# [Exercise goal]
Where the string "Clone" occurs in a line of the entries below, copy that line.

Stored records
· · · · ·

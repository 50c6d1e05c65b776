//! Wilcoxon rank-sum test (normal approximation, two-sided).
//!
//! Ranks are midranks over the pooled sample. No tie correction is applied
//! to the variance, which keeps results identical to the rank-sum tables the
//! notebooks have been producing.

use thiserror::Error;

#[derive(Debug, Clone, Copy, PartialEq)]
pub struct RankSum {
    /// z-score of the rank sum of the first sample.
    pub statistic: f64,
    pub p_value: f64,
}

/// Inputs for which the test is not computable.
#[derive(Error, Debug, Clone, Copy, PartialEq, Eq)]
pub enum DegenerateSample {
    #[error("sample {0} is empty")]
    Empty(usize),

    #[error("sample contains a non-finite value")]
    NonFinite,

    #[error("every observation in both samples is zero")]
    AllZero,
}

/// Average ranks (1-based) of `values`; tied values share their mean rank.
///
/// # Example
/// ```
/// use corpus_compare::stats::midranks;
/// assert_eq!(midranks(&[0.5, 0.0, 0.5, 1.0]), vec![2.5, 1.0, 2.5, 4.0]);
/// ```
pub fn midranks(values: &[f64]) -> Vec<f64> {
    let mut order: Vec<usize> = (0..values.len()).collect();
    order.sort_by(|&a, &b| values[a].total_cmp(&values[b]));

    let mut ranks = vec![0.0; values.len()];
    let mut start = 0;
    while start < order.len() {
        let mut end = start + 1;
        while end < order.len() && values[order[end]] == values[order[start]] {
            end += 1;
        }
        // positions start..end hold ranks start+1..=end
        let rank = (start + 1 + end) as f64 / 2.0;
        for &i in &order[start..end] {
            ranks[i] = rank;
        }
        start = end;
    }
    ranks
}

/// Two-sided rank-sum test of `x` against `y`.
///
/// A positive statistic means `x` tends to be larger than `y`.
pub fn rank_sum(x: &[f64], y: &[f64]) -> Result<RankSum, DegenerateSample> {
    if x.is_empty() {
        return Err(DegenerateSample::Empty(1));
    }
    if y.is_empty() {
        return Err(DegenerateSample::Empty(2));
    }
    if x.iter().chain(y).any(|v| !v.is_finite()) {
        return Err(DegenerateSample::NonFinite);
    }
    // The word occurs in neither sample. Equal non-zero values still rank
    // (every observation gets the same midrank, z = 0).
    if x.iter().chain(y).all(|&v| v == 0.0) {
        return Err(DegenerateSample::AllZero);
    }

    let pooled: Vec<f64> = x.iter().chain(y).copied().collect();
    let ranks = midranks(&pooled);
    let n1 = x.len() as f64;
    let n2 = y.len() as f64;
    let s: f64 = ranks[..x.len()].iter().sum();
    let expected = n1 * (n1 + n2 + 1.0) / 2.0;
    let z = (s - expected) / (n1 * n2 * (n1 + n2 + 1.0) / 12.0).sqrt();
    let p = erfc(z.abs() / std::f64::consts::SQRT_2);
    Ok(RankSum {
        statistic: z,
        p_value: p.min(1.0),
    })
}

/// Complementary error function, Chebyshev fit with fractional error
/// below 1.2e-7 over the whole real line.
pub fn erfc(x: f64) -> f64 {
    let z = x.abs();
    let t = 1.0 / (1.0 + 0.5 * z);
    let poly = -z * z - 1.265_512_23
        + t * (1.000_023_68
            + t * (0.374_091_96
                + t * (0.096_784_18
                    + t * (-0.186_288_06
                        + t * (0.278_868_07
                            + t * (-1.135_203_98
                                + t * (1.488_515_87
                                    + t * (-0.822_152_23 + t * 0.170_872_77))))))));
    let r = t * poly.exp();
    if x >= 0.0 { r } else { 2.0 - r }
}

· · · · ·

# [Answer section]
#[derive(Debug, Clone, Copy, PartialEq)]
#[derive(Error, Debug, Clone, Copy, PartialEq, Eq)]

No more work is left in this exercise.